How Bottled Water Falls Short:
65 years ago Grand Rapids, Michigan became the world's first city to adjust the level of naturally occurring fluoride in it's water supply to the optimal fluoride level recommended by the U.S. Public Health Service(0.7-1.2 parts per million) for the prevention of tooth decay.
The Centers for Disease Control and Prevention has added the fluoridation of community water as one of the 10 great public health achievements of the 20th century. Studies today show water fluoridation continues to be effective at reducing tooth decay by 20-40%!
Most bottled waters do not contain the optimal levels of fluoride which is beneficial for preventing tooth decay. The FDA does not require manufacturers of bottled water to list fluoride content on the label-only IF there are fluoride additives added.
Some types of home water treatment systems can also decrease the amount of fluoride to sub-optimal levels.

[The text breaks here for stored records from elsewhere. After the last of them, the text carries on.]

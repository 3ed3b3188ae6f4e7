use embassy_sync::blocking_mutex::raw::RawMutex;
use embedded_hal_async::delay::DelayNs;
use embedded_hal_async::i2c::{I2c, SevenBitAddress};
use log::{info, warn};

use crate::bus::retry;
use crate::platform::{GripEvent, Platform};
use crate::reg::{self, Reg};
use crate::{A96t3x6, Error};

impl<M, I, D, P, E> A96t3x6<M, I, D, P>
where
  M: RawMutex,
  I: I2c<SevenBitAddress, Error = E>,
  D: DelayNs + Clone,
  P: Platform,
  E: core::fmt::Debug,
{
  /// Enable or disable grip sensing.
  ///
  /// Enabling writes the enable command, reports the current grip state from
  /// a threshold/diff comparison, then unmasks the interrupt line and makes it
  /// wake-capable. Disabling masks the interrupt line first so the device can
  /// never fire mid-command, then writes the disable command. Transitions to
  /// the current state are no-ops.
  pub async fn set_enable(&self, on: bool) -> Result<(), Error<E>> {
    if self.with_state(|s| s.enabled) == on {
      return Ok(());
    }
    if on {
      self.enable_sequence().await
    } else {
      self.with_state(|s| s.enabled = false);
      {
        let mut platform = self.platform.lock().await;
        platform.irq_set_wake(false);
        platform.irq_disable();
      }
      self.bus.write(Reg::SarEnable, reg::CMD_OFF).await
    }
  }

  /// The `Disabled → Enabled` transition, without the idempotence check, so
  /// reset recovery can replay it unconditionally.
  pub(crate) async fn enable_sequence(&self) -> Result<(), Error<E>> {
    self.with_state(|s| s.enabled = true);
    if let Err(e) = self.bus.write(Reg::SarEnable, reg::CMD_ON).await {
      // The device may still be settling from a reset; report the current
      // state anyway and let the interrupt path catch up.
      warn!("a96t3x6: enable command failed: {:?}", e);
    }
    self.check_first_status().await;
    let mut platform = self.platform.lock().await;
    platform.irq_enable();
    platform.irq_set_wake(true);
    drop(platform);
    self.with_state(|s| s.irq_en_count += 1);
    Ok(())
  }

  /// Report the grip state the device is already in at enable time, so the
  /// host never misses a press that predates the first interrupt.
  pub(crate) async fn check_first_status(&self) {
    self.read_thresholds().await;
    self.read_diff().await;
    let (diff, press_threshold, skip) =
      self.with_state(|s| (s.diff, s.press_threshold, s.skip_event));
    if skip {
      info!("a96t3x6: skip initial grip report");
      return;
    }
    let event = if press_threshold < diff { GripEvent::Press } else { GripEvent::Release };
    self.with_state(|s| s.pressed = event == GripEvent::Press);
    self.platform.lock().await.report(event);
  }

  /// Switch sar-only (approach-detection-only) mode.
  ///
  /// After writing, the mode register is read back and its value is trusted
  /// over the requested one. If the readback fails the previous value is
  /// retained.
  pub async fn set_sar_only_mode(&self, on: bool) -> Result<(), Error<E>> {
    if self.with_state(|s| s.sar_mode) == on {
      return Ok(());
    }
    let cmd = if on { reg::CMD_ON } else { reg::CMD_OFF };
    self.bus.write(Reg::SarMode, cmd).await?;
    self.sleep_ms(reg::MODE_SETTLE_MS).await;
    match self.bus.read_u8(Reg::SarMode).await {
      Ok(readback) => {
        let actual = readback == reg::CMD_ON;
        info!("a96t3x6: sar-only mode now {}", actual);
        self.with_state(|s| s.sar_mode = actual);
      }
      Err(e) => warn!("a96t3x6: sar-only readback failed, keeping previous: {:?}", e),
    }
    Ok(())
  }

  /// Switch the sensing block on or off without touching the enable state.
  pub async fn set_sar_sensing(&self, on: bool) -> Result<(), Error<E>> {
    let cmd = if on { reg::CMD_ON } else { reg::CMD_OFF };
    self.bus.write(Reg::SarSensing, cmd).await
  }

  /// Put the device in always-active mode (or back to normal).
  ///
  /// The ready code is polled a few times; if it never appears the mode is
  /// treated as best-effort and the mismatch is only logged.
  pub(crate) async fn always_active(&self, on: bool) {
    let cmd = if on { reg::CMD_ON } else { reg::CMD_OFF };
    // Entering the mode reads back the ready code; leaving it reads back the
    // off command itself.
    let expected = if on { reg::ALWAYS_ACTIVE_READY } else { reg::CMD_OFF };
    if let Err(e) = self.bus.write(Reg::GripAlwaysActive, cmd).await {
      warn!("a96t3x6: always-active write failed: {:?}", e);
      return;
    }
    let result = retry!(
      reg::ALWAYS_ACTIVE_ATTEMPTS,
      self.sleep_ms(reg::ALWAYS_ACTIVE_POLL_MS).await,
      match self.bus.read_u8(Reg::GripAlwaysActive).await {
        Ok(code) if code == expected => Ok(()),
        Ok(code) => Err(Error::<E>::UnexpectedResponse(code)),
        Err(e) => Err(e),
      }
    );
    if let Err(e) = result {
      warn!("a96t3x6: always-active ready code not seen: {:?}", e);
    }
  }

  /// Software reset: probe diff and total capacitance three times, then issue
  /// the reset command and wait for it to settle.
  pub async fn grip_sw_reset(&self) -> Result<(), Error<E>> {
    for _ in 0..3 {
      self.check_diff_and_cap().await;
      self.sleep_ms(reg::TOTAL_CAP_SETTLE_MS).await;
    }
    self.bus.write(Reg::SwReset, reg::CMD_SW_RESET).await?;
    self.sleep_ms(reg::SW_RESET_SETTLE_MS).await;
    Ok(())
  }

  /// Full defensive reset: mask the interrupt, power-cycle, wait for the
  /// device to come up, and replay the enable transition if sensing was on.
  pub async fn reset(&self) -> Result<(), Error<E>> {
    let was_enabled = self.with_state(|s| s.enabled);
    info!("a96t3x6: full reset (enabled={})", was_enabled);
    self.platform.lock().await.irq_disable();
    self.power_cycle().await;
    self.sleep_ms(reg::RESET_DELAY_MS).await;
    if was_enabled {
      self.enable_sequence().await?;
    }
    Ok(())
  }

  pub(crate) async fn power_cycle(&self) {
    let mut platform = self.platform.lock().await;
    platform.power_off().await;
    drop(platform);
    self.sleep_ms(reg::POWER_OFF_MS).await;
    self.platform.lock().await.power_on().await;
  }

  /// Audio-jack policy. Units without the noise-suppression requirement only
  /// toggle sar-only mode; units with it trade the whole sensing path for
  /// silence while the jack is inserted.
  pub async fn set_earjack(&self, inserted: bool) -> Result<(), Error<E>> {
    self.with_state(|s| s.earjack = inserted);
    if !self.config.earjack_noise {
      return self.set_sar_only_mode(inserted).await;
    }
    if inserted {
      self.set_enable(false).await?;
      self.set_sar_sensing(false).await
    } else {
      self.grip_sw_reset().await?;
      self.set_sar_sensing(true).await?;
      self.set_enable(true).await
    }
  }

  /// Charger/USB presence toggles the noise-suppression register. Repeated
  /// notifications for the same state are dropped.
  pub async fn set_charger_attached(&self, attached: bool) -> Result<(), Error<E>> {
    if self.with_state(|s| s.charger_attached) == Some(attached) {
      return Ok(());
    }
    self.with_state(|s| s.charger_attached = Some(attached));
    let cmd = if attached { reg::CMD_OFF } else { reg::CMD_ON };
    self.bus.write(Reg::Tspta, cmd).await
  }

  /// Suppress (or resume) forwarding of decoded grip events. Diagnostics keep
  /// refreshing either way.
  pub fn set_event_suppression(&self, suppress: bool) {
    self.with_state(|s| s.skip_event = suppress);
  }

  /// Store a new press threshold, high byte first.
  pub async fn set_press_threshold(&self, threshold: u16) -> Result<(), Error<E>> {
    let [hi, lo] = threshold.to_be_bytes();
    self.bus.write_addr(Reg::SarThreshold as u8, hi).await?;
    self.bus.write_addr(Reg::SarThreshold as u8 + 1, lo).await?;
    self.with_state(|s| s.press_threshold = threshold);
    Ok(())
  }

  /// Store a new release threshold, high byte first.
  pub async fn set_release_threshold(&self, threshold: u16) -> Result<(), Error<E>> {
    let [hi, lo] = threshold.to_be_bytes();
    self.bus.write_addr(Reg::SarThreshold as u8 + 2, hi).await?;
    self.bus.write_addr(Reg::SarThreshold as u8 + 3, lo).await?;
    self.with_state(|s| s.release_threshold = threshold);
    Ok(())
  }

  /// Host suspend: drop to sar-only mode and stop the poller. The interrupt
  /// line stays armed and wake-capable so grips still wake the system.
  pub async fn suspend(&self) {
    self.with_state(|s| s.resume_called = false);
    if let Err(e) = self.set_sar_only_mode(true).await {
      warn!("a96t3x6: suspend mode switch failed: {:?}", e);
    }
    self.stop_poller().await;
  }

  /// Host resume: restart the poller with a short first tick that restores
  /// normal mode before diagnostics continue.
  pub fn resume(&self) {
    self.with_state(|s| s.resume_called = true);
    self.start_poller();
  }
}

Your oral health and prevention of cavities depends on many factors:
• how often and how well you brush and floss
• your diet
• how often you receive regular dental care
• how much fluoride you receive from toothpaste, mouthwash, food, professional fluoride products and WATER.
Moral of the Story: Bottled water is not bad for your teeth....BUT if that's all you or your children drink you are missing out on an easy way, that's been proven effective, to help prevent tooth decay!